[Data section Boundary: Start]
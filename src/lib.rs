pub mod api;
pub mod app;
pub mod config;
pub mod fetch_error;
pub mod fetcher;
pub mod normalizer;
pub mod period;
pub mod report;
pub mod schema;
pub mod services;
pub mod sheets_client;
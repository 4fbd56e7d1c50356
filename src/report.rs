use serde::Serialize;
use utoipa::ToSchema;

/// One organization row of a period sheet after normalization.
#[derive(Debug, Clone, PartialEq, Eq, Serialize, ToSchema)]
pub struct OrgRecord {
    pub organization: String,
    pub total: u64,
    pub closed: u64,
    pub open: u64,
    pub cancelled: u64,
    pub erroneous: u64,
}

/// Column-wise sums over the records of a period.
#[derive(Debug, Clone, Copy, Default, PartialEq, Eq, Serialize, ToSchema)]
pub struct Totals {
    pub total: u64,
    pub closed: u64,
    pub open: u64,
    pub cancelled: u64,
    pub erroneous: u64,
}

impl Totals {
    pub fn add(&mut self, record: &OrgRecord) {
        self.total = self.total.saturating_add(record.total);
        self.closed = self.closed.saturating_add(record.closed);
        self.open = self.open.saturating_add(record.open);
        self.cancelled = self.cancelled.saturating_add(record.cancelled);
        self.erroneous = self.erroneous.saturating_add(record.erroneous);
    }
}

/// Normalized result for one period, in source row order.
#[derive(Debug, Clone, Default, PartialEq, Eq, Serialize, ToSchema)]
pub struct PeriodReport {
    pub records: Vec<OrgRecord>,
    pub totals: Totals,
}

/// Flags for the headline cards.
#[derive(Debug, Clone, Copy, PartialEq, Eq, Serialize, ToSchema)]
pub struct Highlights {
    /// Every request of the period is closed (and there was at least one).
    pub all_closed: bool,
    /// Open requests remain.
    pub needs_attention: bool,
    pub has_cancellations: bool,
}

/// Per-organization slice of the period volume, used for charts.
#[derive(Debug, Clone, PartialEq, Serialize, ToSchema)]
pub struct OrgShare {
    pub organization: String,
    pub total: u64,
    pub closed: u64,
    /// Fraction of the active total, in `0.0..=1.0`.
    pub share: f64,
}

impl PeriodReport {
    pub fn is_empty(&self) -> bool {
        self.records.is_empty()
    }

    pub fn highlights(&self) -> Highlights {
        let t = &self.totals;
        Highlights {
            all_closed: t.total > 0 && t.closed == t.total,
            needs_attention: t.open > 0,
            has_cancellations: t.cancelled > 0,
        }
    }

    /// Records with a non-zero total, in source order.
    pub fn active_records(&self) -> impl Iterator<Item = &OrgRecord> {
        self.records.iter().filter(|r| r.total > 0)
    }

    /// Share of each active organization in the period volume.
    ///
    /// Empty when no organization has any requests, which the dashboard
    /// shows as "no chart data".
    pub fn distribution(&self) -> Vec<OrgShare> {
        let active_total: u64 = self
            .active_records()
            .fold(0u64, |acc, r| acc.saturating_add(r.total));

        self.active_records()
            .map(|r| OrgShare {
                organization: r.organization.clone(),
                total: r.total,
                closed: r.closed,
                share: if active_total == 0 {
                    0.0
                } else {
                    r.total as f64 / active_total as f64
                },
            })
            .collect()
    }
}
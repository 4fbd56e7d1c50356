/// Column layout of a report sheet.
///
/// Each period sheet carries a title block followed by one row per
/// organization. The fields below are mapped by ordinal position, the row
/// window by configuration. Nothing in the pipeline indexes cells by literal
/// numbers; everything goes through [`Field::position`] and [`RowWindow`].
#[derive(Debug, Clone, Copy, PartialEq, Eq)]
pub enum Field {
    Organization,
    Total,
    Closed,
    Open,
    Cancelled,
    Erroneous,
}

impl Field {
    /// Fields in sheet order.
    pub const ALL: [Field; 6] = [
        Field::Organization,
        Field::Total,
        Field::Closed,
        Field::Open,
        Field::Cancelled,
        Field::Erroneous,
    ];

    /// The numeric counters, in sheet order.
    pub const COUNTERS: [Field; 5] = [
        Field::Total,
        Field::Closed,
        Field::Open,
        Field::Cancelled,
        Field::Erroneous,
    ];

    /// Zero-based column index within the fetched window.
    pub fn position(&self) -> usize {
        match self {
            Field::Organization => 0,
            Field::Total => 1,
            Field::Closed => 2,
            Field::Open => 3,
            Field::Cancelled => 4,
            Field::Erroneous => 5,
        }
    }

    pub fn name(&self) -> &'static str {
        match self {
            Field::Organization => "organization",
            Field::Total => "total",
            Field::Closed => "closed",
            Field::Open => "open",
            Field::Cancelled => "cancelled",
            Field::Erroneous => "erroneous",
        }
    }
}

/// Number of columns every admitted row is normalized to.
pub const SCHEMA_WIDTH: usize = Field::ALL.len();

/// Rectangular block of the sheet that holds the data rows.
#[derive(Debug, Clone, Copy, PartialEq, Eq)]
pub struct RowWindow {
    /// Title/header rows above the data.
    pub skip_rows: u32,
    /// Data rows read after the header block.
    pub data_rows: u32,
}

impl RowWindow {
    /// Three title rows, ten organization rows.
    pub const DEFAULT: RowWindow = RowWindow {
        skip_rows: 3,
        data_rows: 10,
    };

    /// A1 notation for the window, e.g. `A4:F13`.
    ///
    /// An A1 range cannot be empty, so a window with `data_rows == 0` still
    /// covers its first row.
    pub fn a1_range(&self) -> String {
        let first_row = self.skip_rows + 1;
        let last_row = self.skip_rows + self.data_rows.max(1);
        format!(
            "A{}:{}{}",
            first_row,
            column_letters(SCHEMA_WIDTH - 1),
            last_row
        )
    }
}

impl Default for RowWindow {
    fn default() -> Self {
        Self::DEFAULT
    }
}

/// Spreadsheet column letters for a zero-based index (0 -> A, 25 -> Z, 26 -> AA).
pub fn column_letters(index: usize) -> String {
    let mut letters = Vec::new();
    let mut n = index + 1;
    while n > 0 {
        let rem = (n - 1) % 26;
        letters.push(b'A' + rem as u8);
        n = (n - 1) / 26;
    }
    letters.reverse();
    String::from_utf8(letters).unwrap_or_default()
}
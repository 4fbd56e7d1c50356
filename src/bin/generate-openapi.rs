use dispatch_report_service::api::generate_openapi_spec;
use std::fs;

fn main() -> Result<(), Box<dyn std::error::Error>> {
    let spec = generate_openapi_spec();
    let json = serde_json::to_string_pretty(&spec)?;

    fs::write("openapi.json", json)?;
    println!("Generated openapi.json");
    Ok(())
}
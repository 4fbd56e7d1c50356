use std::fmt;
use std::str::FromStr;

use serde::{Deserialize, Serialize};
use utoipa::ToSchema;

/// Configuration problems that abort a request before any network call.
#[derive(Debug, Clone, PartialEq, Eq, thiserror::Error)]
pub enum ConfigError {
    #[error("Unknown period key: '{0}'")]
    UnknownPeriod(String),
    #[error("Missing configuration value: {0}")]
    Missing(&'static str),
    #[error("Failed to build HTTP client: {0}")]
    HttpClient(String),
}

/// Reporting period: one calendar month or the year aggregate.
#[derive(Debug, Default, Clone, Copy, PartialEq, Eq, Hash, Serialize, Deserialize, ToSchema)]
#[serde(rename_all = "lowercase")]
pub enum PeriodKey {
    Jan,
    Feb,
    Mar,
    Apr,
    May,
    Jun,
    Jul,
    Aug,
    Sep,
    Oct,
    Nov,
    Dec,
    #[default]
    Year,
}

/// Canonical period table: (key, external sheet name, display label).
///
/// The sheet names are fixed configuration of the source document. June,
/// July and September use the long forms that the document actually carries.
const PERIOD_TABLE: [(PeriodKey, &str, &str); 13] = [
    (PeriodKey::Jan, "jan", "Янв"),
    (PeriodKey::Feb, "feb", "Фев"),
    (PeriodKey::Mar, "mar", "Мар"),
    (PeriodKey::Apr, "apr", "Апр"),
    (PeriodKey::May, "may", "Май"),
    (PeriodKey::Jun, "june", "Июн"),
    (PeriodKey::Jul, "jule", "Июл"),
    (PeriodKey::Aug, "aug", "Авг"),
    (PeriodKey::Sep, "sept", "Сен"),
    (PeriodKey::Oct, "oct", "Окт"),
    (PeriodKey::Nov, "nov", "Ноя"),
    (PeriodKey::Dec, "dec", "Дек"),
    (PeriodKey::Year, "gen", "Год"),
];

impl PeriodKey {
    /// All periods in display order (months first, then the year aggregate).
    pub const ALL: [PeriodKey; 13] = [
        PeriodKey::Jan,
        PeriodKey::Feb,
        PeriodKey::Mar,
        PeriodKey::Apr,
        PeriodKey::May,
        PeriodKey::Jun,
        PeriodKey::Jul,
        PeriodKey::Aug,
        PeriodKey::Sep,
        PeriodKey::Oct,
        PeriodKey::Nov,
        PeriodKey::Dec,
        PeriodKey::Year,
    ];

    pub fn as_str(&self) -> &'static str {
        match self {
            PeriodKey::Jan => "jan",
            PeriodKey::Feb => "feb",
            PeriodKey::Mar => "mar",
            PeriodKey::Apr => "apr",
            PeriodKey::May => "may",
            PeriodKey::Jun => "jun",
            PeriodKey::Jul => "jul",
            PeriodKey::Aug => "aug",
            PeriodKey::Sep => "sep",
            PeriodKey::Oct => "oct",
            PeriodKey::Nov => "nov",
            PeriodKey::Dec => "dec",
            PeriodKey::Year => "year",
        }
    }

    /// External sheet name this period is stored under.
    pub fn sheet_name(&self) -> Result<&'static str, ConfigError> {
        Self::lookup(*self)
            .map(|(_, sheet, _)| sheet)
            .ok_or_else(|| ConfigError::UnknownPeriod(self.as_str().to_string()))
    }

    /// Short label shown on the period selector.
    pub fn label(&self) -> &'static str {
        Self::lookup(*self).map(|(_, _, label)| label).unwrap_or("")
    }

    fn lookup(key: PeriodKey) -> Option<(PeriodKey, &'static str, &'static str)> {
        PERIOD_TABLE.iter().copied().find(|(k, _, _)| *k == key)
    }
}

impl fmt::Display for PeriodKey {
    fn fmt(&self, f: &mut fmt::Formatter<'_>) -> fmt::Result {
        f.write_str(self.as_str())
    }
}

impl FromStr for PeriodKey {
    type Err = ConfigError;

    fn from_str(s: &str) -> Result<Self, Self::Err> {
        let wanted = s.trim().to_ascii_lowercase();
        PeriodKey::ALL
            .into_iter()
            .find(|key| key.as_str() == wanted)
            .ok_or_else(|| ConfigError::UnknownPeriod(s.to_string()))
    }
}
[Data section Boundary: End]
Give the number of lines in the entries above that contain the string "volume", and nothing more.

_Written response:_ 2